分裂はいつも、教義からかけ離れたイデオロギーから起きる「エリートたちの分離」なのです。それはイデオロギーであり、おそらく正しいのでしょうが、教義と戦い、分離させる… ですから、私は、分裂が起きないように祈ります。でも、分裂を恐れません。これは、第二バチカン公会議の結果の一つであり、公会議や時の教皇がその理由ではありません。例えば、私が申し上げる社会的な事柄は、ヨハネ・パウロ二世が言われたことと同じです。同じことなのです!私は彼をまねているのです。

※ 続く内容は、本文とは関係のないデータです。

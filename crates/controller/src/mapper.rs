//! Turn a watch event on any object into the reconcile requests it affects.

use std::collections::BTreeSet;

use carto_api::Repository;
use carto_core::blueprint::{Blueprint, BlueprintKind};
use carto_core::owner::Owner;
use carto_core::refs::{split_api_version, DependencyKey, NamespacedName};
use carto_core::template::TemplateKind;
use carto_eval::selector::blueprint_matches;
use k8s_openapi::api::rbac::v1::{ClusterRoleBinding, RoleBinding, RoleRef, Subject};
use serde_json::Value;
use tracing::{trace, warn};

use crate::context::{Context, ControllerKind, Request};

const RBAC_GROUP: &str = "rbac.authorization.k8s.io";

fn str_at<'a>(obj: &'a Value, pointer: &str) -> &'a str {
    obj.pointer(pointer).and_then(Value::as_str).unwrap_or_default()
}

/// Requests to enqueue for a changed `obj`.
pub async fn requests_for(ctx: &Context, obj: &Value) -> Vec<Request> {
    let (group, _) = split_api_version(str_at(obj, "/apiVersion"));
    let kind = str_at(obj, "/kind");
    let name = str_at(obj, "/metadata/name");
    let namespace = str_at(obj, "/metadata/namespace");

    let mut out = BTreeSet::new();
    match (group.as_str(), kind) {
        ("", "ServiceAccount") => out.extend(tracked_by_service_accounts(ctx, [NamespacedName::new(namespace, name)])),
        (RBAC_GROUP, "RoleBinding") => match serde_json::from_value::<RoleBinding>(obj.clone()) {
            Ok(rb) => out.extend(tracked_by_service_accounts(ctx, subjects(rb.subjects.as_deref(), namespace))),
            Err(e) => warn!(name, error = %e, "cannot decode role binding"),
        },
        (RBAC_GROUP, "ClusterRoleBinding") => match serde_json::from_value::<ClusterRoleBinding>(obj.clone()) {
            Ok(crb) => out.extend(tracked_by_service_accounts(ctx, subjects(crb.subjects.as_deref(), ""))),
            Err(e) => warn!(name, error = %e, "cannot decode cluster role binding"),
        },
        (RBAC_GROUP, "Role") => {
            let sas = bound_to_role(ctx.system.as_ref(), "Role", name, Some(namespace)).await;
            out.extend(tracked_by_service_accounts(ctx, sas));
        }
        (RBAC_GROUP, "ClusterRole") => {
            let sas = bound_to_role(ctx.system.as_ref(), "ClusterRole", name, None).await;
            out.extend(tracked_by_service_accounts(ctx, sas));
        }
        (carto_core::GROUP, "ClusterRunTemplate") => {
            out.extend(ctx.tracker.lookup(&DependencyKey::template(kind, name)));
        }
        (carto_core::GROUP, "ClusterSupplyChain") => {
            out.extend(owners_of_blueprint(ctx, BlueprintKind::SupplyChain, obj, name).await);
        }
        (carto_core::GROUP, "ClusterDelivery") => {
            out.extend(owners_of_blueprint(ctx, BlueprintKind::Delivery, obj, name).await);
        }
        (carto_core::GROUP, k) if TemplateKind::from_kind(k).is_some() => {
            out.extend(ctx.tracker.lookup(&DependencyKey::template(kind, name)));
        }
        (carto_core::GROUP, "Workload" | "Deliverable" | "Runnable") => {
            if let Some(c) = ControllerKind::from_kind(kind) {
                out.insert(Request::new(c, NamespacedName::new(namespace, name)));
            }
        }
        _ => out.extend(controlling_owner(obj, namespace)),
    }
    trace!(kind, name, requests = out.len(), "mapped watch event");
    out.into_iter().collect()
}

fn tracked_by_service_accounts<I>(ctx: &Context, sas: I) -> Vec<Request>
where
    I: IntoIterator<Item = NamespacedName>,
{
    sas.into_iter()
        .flat_map(|sa| ctx.tracker.lookup(&DependencyKey::service_account(&sa.namespace, &sa.name)))
        .collect()
}

/// Service-account subjects of a binding; a subject without namespace takes the binding's.
fn subjects(subjects: Option<&[Subject]>, binding_namespace: &str) -> Vec<NamespacedName> {
    subjects
        .unwrap_or_default()
        .iter()
        .filter(|s| s.kind == "ServiceAccount")
        .map(|s| {
            let ns = s
                .namespace
                .as_deref()
                .filter(|n| !n.is_empty())
                .or(Some(binding_namespace).filter(|n| !n.is_empty()))
                .unwrap_or("default");
            NamespacedName::new(ns, &s.name)
        })
        .collect()
}

fn refers_to(role_ref: &RoleRef, kind: &str, name: &str) -> bool {
    (role_ref.api_group.is_empty() || role_ref.api_group == RBAC_GROUP) && role_ref.kind == kind && role_ref.name == name
}

/// Service accounts bound to a role; `namespace` limits role bindings to the role's own namespace.
async fn bound_to_role(system: &dyn Repository, kind: &str, name: &str, namespace: Option<&str>) -> Vec<NamespacedName> {
    let mut out = Vec::new();
    match system.list_role_bindings().await {
        Ok(rbs) => {
            for rb in rbs {
                let rb_ns = rb.metadata.namespace.clone().unwrap_or_default();
                if namespace.is_some_and(|ns| ns != rb_ns) || !refers_to(&rb.role_ref, kind, name) {
                    continue;
                }
                out.extend(subjects(rb.subjects.as_deref(), &rb_ns));
            }
        }
        Err(e) => warn!(role = name, error = %e, "cannot list role bindings"),
    }
    if namespace.is_none() {
        match system.list_cluster_role_bindings().await {
            Ok(crbs) => {
                for crb in crbs.into_iter().filter(|crb| refers_to(&crb.role_ref, kind, name)) {
                    out.extend(subjects(crb.subjects.as_deref(), ""));
                }
            }
            Err(e) => warn!(role = name, error = %e, "cannot list cluster role bindings"),
        }
    }
    out
}

/// The blueprint itself plus every owner it selects or was last realized against.
async fn owners_of_blueprint(ctx: &Context, kind: BlueprintKind, obj: &Value, name: &str) -> Vec<Request> {
    let controller = match kind {
        BlueprintKind::SupplyChain => ControllerKind::SupplyChain,
        BlueprintKind::Delivery => ControllerKind::Delivery,
    };
    let mut out = vec![Request::new(controller, NamespacedName::cluster(name))];

    let blueprint = match kind {
        BlueprintKind::SupplyChain => serde_json::from_value(obj.clone()).map(Blueprint::SupplyChain),
        BlueprintKind::Delivery => serde_json::from_value(obj.clone()).map(Blueprint::Delivery),
    };
    let blueprint = match blueprint {
        Ok(b) => b,
        Err(e) => {
            warn!(blueprint = name, error = %e, "cannot decode blueprint");
            return out;
        }
    };

    let owners: Vec<Owner> = match kind {
        BlueprintKind::SupplyChain => ctx.system.list_workloads().await.map(|v| v.into_iter().map(Owner::from).collect()),
        BlueprintKind::Delivery => ctx.system.list_deliverables().await.map(|v| v.into_iter().map(Owner::from).collect()),
    }
    .unwrap_or_else(|e| {
        warn!(blueprint = name, error = %e, "cannot list owners");
        Vec::new()
    });

    for owner in owners {
        let realized_against = owner.blueprint_ref().is_some_and(|r| r.kind == kind.kind() && r.name == name);
        let selected = blueprint_matches(blueprint.spec(), &owner.labels(), &owner.to_value()).unwrap_or(false);
        if realized_against || selected {
            out.push(Request::new(owner.kind().into(), owner.key()));
        }
    }
    out
}

/// Controlling owner reference to a carto.run owner kind.
fn controlling_owner(obj: &Value, namespace: &str) -> Option<Request> {
    let refs = obj.pointer("/metadata/ownerReferences")?.as_array()?;
    refs.iter()
        .filter(|r| r.get("controller").and_then(Value::as_bool) == Some(true))
        .find_map(|r| {
            let (group, _) = split_api_version(str_at(r, "/apiVersion"));
            if group != carto_core::GROUP {
                return None;
            }
            let controller = ControllerKind::from_kind(str_at(r, "/kind"))?;
            matches!(controller, ControllerKind::Workload | ControllerKind::Deliverable | ControllerKind::Runnable)
                .then(|| Request::new(controller, NamespacedName::new(namespace, str_at(r, "/name"))))
        })
}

しかし、彼らは言います。「教皇は共産主義者だ」と… イデオロギーが教義に入り込み、教義がイデオロギーに潜り込んだ場合、分裂が起きる可能性があります。神の民の道徳に関する不毛な議論を優先させるイデオロギーが存在します。司牧に当たる人々は恩寵と罪の間にある羊の群れを導かねばなりません。これが福音宣教の道徳観だからです。
これに対して、(注:原罪を否定し人間が公正になる能力を主張する)ペラギウス主義のイデオロギーのようなものを基礎に置く道徳観は、皆の考えを硬直化させます。そして現在、教会の中に数多くの硬直化した学校がありますー分裂ではなく、悪い結果に終わるであろう偽の分裂をもたらすキリスト教徒の動きです。硬直的なキリスト教徒、司教、司祭を見かける時、その背後に問題が存在します。それは、福音的な神聖さではありません。ですから、そのような攻撃に誘われる人々にやさしく対応する必要があります。彼らは辛い時を過ごしています。私たちは彼らにやさしく寄り添わねばなりません。